Collected data entries:
○ ○ ○ ○
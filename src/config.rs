//! Configuration for TideKV
//!
//! Centralized configuration with sensible defaults.

use std::path::PathBuf;
use std::time::Duration;

/// Main configuration for a TideKV instance
#[derive(Debug, Clone)]
pub struct Config {
    // -------------------------------------------------------------------------
    // Storage Configuration
    // -------------------------------------------------------------------------
    /// Root directory for all data files
    /// Internal structure:
    ///   {data_dir}/
    ///     ├── wal.log          (write-ahead log of write batches)
    ///     └── snapshot.db      (last checkpoint of the whole key space)
    pub data_dir: PathBuf,

    /// WAL size (bytes) after which the engine checkpoints and truncates it
    pub checkpoint_threshold: u64,

    // -------------------------------------------------------------------------
    // WAL Configuration
    // -------------------------------------------------------------------------
    /// Sync strategy: how often to fsync WAL
    pub wal_sync_strategy: WalSyncStrategy,

    // -------------------------------------------------------------------------
    // Network Configuration
    // -------------------------------------------------------------------------
    /// TCP listen address
    pub listen_addr: String,

    /// Max concurrent client connections
    pub max_connections: usize,

    /// Connection read timeout (milliseconds, 0 = wait forever)
    ///
    /// Subscribers are often idle for long stretches, so the default is 0.
    pub read_timeout_ms: u64,

    /// Connection write timeout (milliseconds, 0 = wait forever)
    pub write_timeout_ms: u64,

    // -------------------------------------------------------------------------
    // Session Configuration
    // -------------------------------------------------------------------------
    /// Capacity of each session's outbound frame channel
    pub outbound_capacity: usize,

    /// How long a reply may wait for room in a full outbound channel
    /// before the session is considered stalled (milliseconds)
    pub reply_timeout_ms: u64,
}

/// WAL sync strategy
#[derive(Debug, Clone, Copy, PartialEq, Eq)]
pub enum WalSyncStrategy {
    /// fsync after every write batch (safest, slowest)
    EveryWrite,

    /// fsync after N unsynced batches (balanced durability/performance)
    EveryNEntries { count: usize },
}

impl Default for Config {
    fn default() -> Self {
        Self {
            data_dir: PathBuf::from("./tidekv_data"),
            checkpoint_threshold: 16 * 1024 * 1024, // 16 MB
            wal_sync_strategy: WalSyncStrategy::EveryNEntries { count: 100 },
            listen_addr: "127.0.0.1:4338".to_string(),
            max_connections: 1024,
            read_timeout_ms: 0,
            write_timeout_ms: 5000,
            outbound_capacity: 256,
            reply_timeout_ms: 5000,
        }
    }
}

impl Config {
    /// Create a new config builder
    pub fn builder() -> ConfigBuilder {
        ConfigBuilder::default()
    }

    /// Reply timeout as a `Duration`
    pub fn reply_timeout(&self) -> Duration {
        Duration::from_millis(self.reply_timeout_ms)
    }
}

/// Builder for Config
#[derive(Default)]
pub struct ConfigBuilder {
    config: Config,
}

impl ConfigBuilder {
    /// Set the data directory (root for all storage)
    pub fn data_dir(mut self, path: impl Into<PathBuf>) -> Self {
        self.config.data_dir = path.into();
        self
    }

    /// Set the WAL size that triggers a checkpoint (in bytes)
    pub fn checkpoint_threshold(mut self, bytes: u64) -> Self {
        self.config.checkpoint_threshold = bytes;
        self
    }

    /// Set the WAL sync strategy
    pub fn wal_sync_strategy(mut self, strategy: WalSyncStrategy) -> Self {
        self.config.wal_sync_strategy = strategy;
        self
    }

    /// Set the TCP listen address
    pub fn listen_addr(mut self, addr: impl Into<String>) -> Self {
        self.config.listen_addr = addr.into();
        self
    }

    /// Set the maximum number of concurrent connections
    pub fn max_connections(mut self, count: usize) -> Self {
        self.config.max_connections = count;
        self
    }

    /// Set the read timeout (in milliseconds)
    pub fn read_timeout_ms(mut self, ms: u64) -> Self {
        self.config.read_timeout_ms = ms;
        self
    }

    /// Set the write timeout (in milliseconds)
    pub fn write_timeout_ms(mut self, ms: u64) -> Self {
        self.config.write_timeout_ms = ms;
        self
    }

    /// Set the per-session outbound channel capacity
    pub fn outbound_capacity(mut self, capacity: usize) -> Self {
        self.config.outbound_capacity = capacity.max(1);
        self
    }

    /// Set the reply timeout (in milliseconds)
    pub fn reply_timeout_ms(mut self, ms: u64) -> Self {
        self.config.reply_timeout_ms = ms;
        self
    }

    pub fn build(self) -> Config {
        self.config
    }
}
○ ○ ○ ○
→ **WORK REQUIRED**
If a line in the records above contains the word "usize", count it, then give the total and nothing else.

→ **EXERCISE SOLUTION**
5